Quite a lot of folks are looking to get their hands on CD Projekt Red's big neon RPG Cyberpunk 2077. Unlike GPUs and consoles, there's an infinite supply of digital cyberpunk downloads to be had so you don't need to make any transactions in Night City back alleys to play it. Be careful who you buy from, warn GOG, the digital game retailer owned by the same parent company as the game's developers. Some fans have already been disappointed by fake product keys bought from third-party retailers.
GOG have warned players about the risks that come with buying from key reselling sites.
If you do decide to purchase a key for Cyberpunk 2077 or any other game via a third party reseller, remember that there is a risk they've been purchased with a stolen card (that means that the game may sooner or later disappear from your account if the owner of the card realizes this and issues a chargeback) or the code you are buying is simply fake.
As an example, they say that the code "9JM6616D211B9FEA" is not a valid GOG store code as theirs are either 18 or 20 characters long. That there fake is 16, to save you the count. It was just an example but—oh dear—multiple folks on Twitter and on Reddit have responded to say that they received that exact same code when buying through a key reseller.
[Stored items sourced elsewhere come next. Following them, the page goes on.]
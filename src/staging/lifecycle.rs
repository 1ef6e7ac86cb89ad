//! Changeset lifecycle: apply, revert, discard, export and import.
//!
//! Applying materializes a changeset into the base model; reverting undoes an
//! applied changeset using the `before` state its entries carry. Both hold the
//! manifest lock for the whole reload, check, replay and save sequence, and
//! replay onto copies of the affected layers first, so a replay error leaves
//! the model files exactly as they were.

use std::collections::BTreeMap;
use std::path::Path;

use log::{info, warn};
use serde::Serialize;

use crate::error::{ArchError, Result};
use crate::lock::FileLock;
use crate::model::{LayerName, Model};
use crate::staging::changeset::{Change, ChangeOp, Changeset, ChangesetStatus};
use crate::staging::projection::{replay, ProjectionEngine};
use crate::staging::snapshot::{validate_compatibility, CompatibilityReport};
use crate::staging::store::ChangesetStore;
use crate::storage;

/// Result of applying or reverting a changeset.
#[derive(Debug, Clone, PartialEq, Serialize)]
#[serde(rename_all = "camelCase")]
pub struct LifecycleReport {
    pub changeset_id: String,
    /// Number of change entries replayed.
    pub replayed: usize,
    /// Base layers that were rewritten.
    pub layers: Vec<LayerName>,
    pub compatibility: CompatibilityReport,
}

/// Replay a `draft` or `staged` changeset onto the base model and persist it.
///
/// Runs under the manifest lock against a freshly reloaded `model`, so edits
/// other writers saved since `model` was loaded are kept. Blocking
/// compatibility findings abort unless `force` is set; replay errors (an
/// update with no target) abort regardless.
pub fn apply_changeset(
    model: &mut Model,
    engine: &mut ProjectionEngine,
    changeset_id: &str,
    force: bool,
) -> Result<LifecycleReport> {
    let store = engine.store().clone();
    let lock_options = store.lock_options().clone();

    let (changeset, compatibility, layers) =
        FileLock::new(model.manifest_path()).with_lock(&lock_options, || {
            model.reload()?;
            let changeset = store.require(changeset_id)?;
            if !matches!(
                changeset.status,
                ChangesetStatus::Draft | ChangesetStatus::Staged
            ) {
                return Err(ArchError::InvalidChangesetStatus {
                    id: changeset.id,
                    status: changeset.status.to_string(),
                    expected: "draft or staged".to_string(),
                });
            }

            let compatibility = check(&changeset, model, force)?;
            let layers = replay_onto_model(model, &changeset.id, &changeset.changes)?;
            store.set_status(changeset_id, ChangesetStatus::Applied)?;
            Ok((changeset, compatibility, layers))
        })?;

    if store.active_id()?.as_deref() == Some(changeset_id) {
        store.clear_active()?;
    }
    engine.invalidate_on_unstage(changeset_id, None);

    info!(
        "Applied changeset {} ({} change(s)) to the base model",
        changeset_id,
        changeset.changes.len()
    );
    Ok(LifecycleReport {
        changeset_id: changeset.id,
        replayed: changeset.changes.len(),
        layers,
        compatibility,
    })
}

/// Undo an `applied` changeset by replaying inverse ops in reverse order.
///
/// Locks and reloads the model the same way as [`apply_changeset`].
pub fn revert_changeset(
    model: &mut Model,
    engine: &mut ProjectionEngine,
    changeset_id: &str,
) -> Result<LifecycleReport> {
    let store = engine.store().clone();
    let lock_options = store.lock_options().clone();

    let (changeset, replayed, layers) =
        FileLock::new(model.manifest_path()).with_lock(&lock_options, || {
            model.reload()?;
            let changeset = store.require(changeset_id)?;
            if changeset.status != ChangesetStatus::Applied {
                return Err(ArchError::InvalidChangesetStatus {
                    id: changeset.id,
                    status: changeset.status.to_string(),
                    expected: "applied".to_string(),
                });
            }

            let inverse = inverse_changes(&changeset);
            let layers = replay_onto_model(model, &changeset.id, &inverse)?;
            store.set_status(changeset_id, ChangesetStatus::Reverted)?;
            Ok((changeset, inverse.len(), layers))
        })?;

    engine.invalidate_on_unstage(changeset_id, None);

    info!("Reverted changeset {}", changeset_id);
    Ok(LifecycleReport {
        changeset_id: changeset.id,
        replayed,
        layers,
        compatibility: CompatibilityReport {
            compatible: true,
            ..Default::default()
        },
    })
}
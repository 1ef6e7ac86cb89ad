//! archstage CLI
//!
//! Command-line interface for staging architecture model edits.

use std::process;

use clap::Parser;
use env_logger::Env;
use log::debug;

use archstage::cli::commands;
use archstage::cli::{ChangesetCommand, Cli, Commands, ElementCommand, LockCommand};
use archstage::ArchError;

fn main() {
    let cli = Cli::parse();

    let default_filter = if cli.verbose { "debug" } else { "info" };
    env_logger::Builder::from_env(Env::default().default_filter_or(default_filter)).init();

    debug!("archstage v{}", env!("CARGO_PKG_VERSION"));

    if let Err(err) = run(cli) {
        eprintln!("Error: {:#}", err);
        if let Some(hint) = err
            .downcast_ref::<ArchError>()
            .and_then(ArchError::recovery_suggestion)
        {
            eprintln!("Hint: {}", hint);
        }
        process::exit(1);
    }
}

fn run(cli: Cli) -> anyhow::Result<()> {
    let root = cli.model.as_path();

    match cli.command {
        Commands::Init { name } => commands::init(root, name.as_deref())?,
        Commands::Element(cmd) => handle_element(root, cmd)?,
        Commands::Changeset(cmd) => handle_changeset(root, cmd)?,
        Commands::Snapshot { check } => commands::snapshot(root, check.as_deref())?,
        Commands::Lock(LockCommand::Status) => commands::lock_status(root)?,
        Commands::Lock(LockCommand::Cleanup { force }) => commands::lock_cleanup(root, force)?,
    }
    Ok(())
}

fn handle_element(root: &std::path::Path, cmd: ElementCommand) -> archstage::Result<()> {
    match cmd {
        ElementCommand::Add {
            layer,
            id,
            element_type,
            fields,
        } => commands::element_add(root, layer, &id, &element_type, fields),
        ElementCommand::Update {
            layer,
            id,
            fields,
            remove_properties,
        } => commands::element_update(root, layer, &id, fields, remove_properties),
        ElementCommand::Delete { layer, id } => commands::element_delete(root, layer, &id),
        ElementCommand::List {
            layer,
            changeset,
            base,
        } => commands::element_list(root, layer, changeset.as_deref(), base),
    }
}

fn handle_changeset(root: &std::path::Path, cmd: ChangesetCommand) -> archstage::Result<()> {
    match cmd {
        ChangesetCommand::Create {
            name,
            description,
            id,
        } => commands::changeset_create(root, &name, description, id.as_deref()),
        ChangesetCommand::List => commands::changeset_list(root),
        ChangesetCommand::Show { id } => commands::changeset_show(root, id.as_deref()),
        ChangesetCommand::Stage { id } => commands::changeset_stage(root, &id),
        ChangesetCommand::Activate { id } => commands::changeset_activate(root, &id),
        ChangesetCommand::Deactivate => commands::changeset_deactivate(root),
        ChangesetCommand::Unstage {
            element_id,
            changeset,
        } => commands::changeset_unstage(root, &element_id, changeset.as_deref()),
        ChangesetCommand::Diff { id } => commands::changeset_diff(root, id.as_deref()),
        ChangesetCommand::Apply { id, force } => {
            commands::changeset_apply(root, id.as_deref(), force)
        }
        ChangesetCommand::Revert { id } => commands::changeset_revert(root, &id),
        ChangesetCommand::Discard { id } => commands::changeset_discard(root, &id),
        ChangesetCommand::Export { id, output } => commands::changeset_export(root, &id, &output),
        ChangesetCommand::Import { input, force } => {
            commands::changeset_import(root, &input, force)
        }
    }
}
As ever, the safest route is to buy directly from a game retailer, not a site selling codes for you to redeem in another launcher. Naturally, parent company CD Projekt would probably prefer if you choose to buy Cyberpunk 2077 from their own GOG store. If that's not your jam for any reason, you can also find it on Steam and the Epic Games store for £50/€60/$60. It's also available on Stadia and your Xboxes or PlayStations.
Back in July, CDPR warned players about a beta key scam going around claiming to be granting access to the game. Folks sure do want to get their feet on the streets of Night City very badly.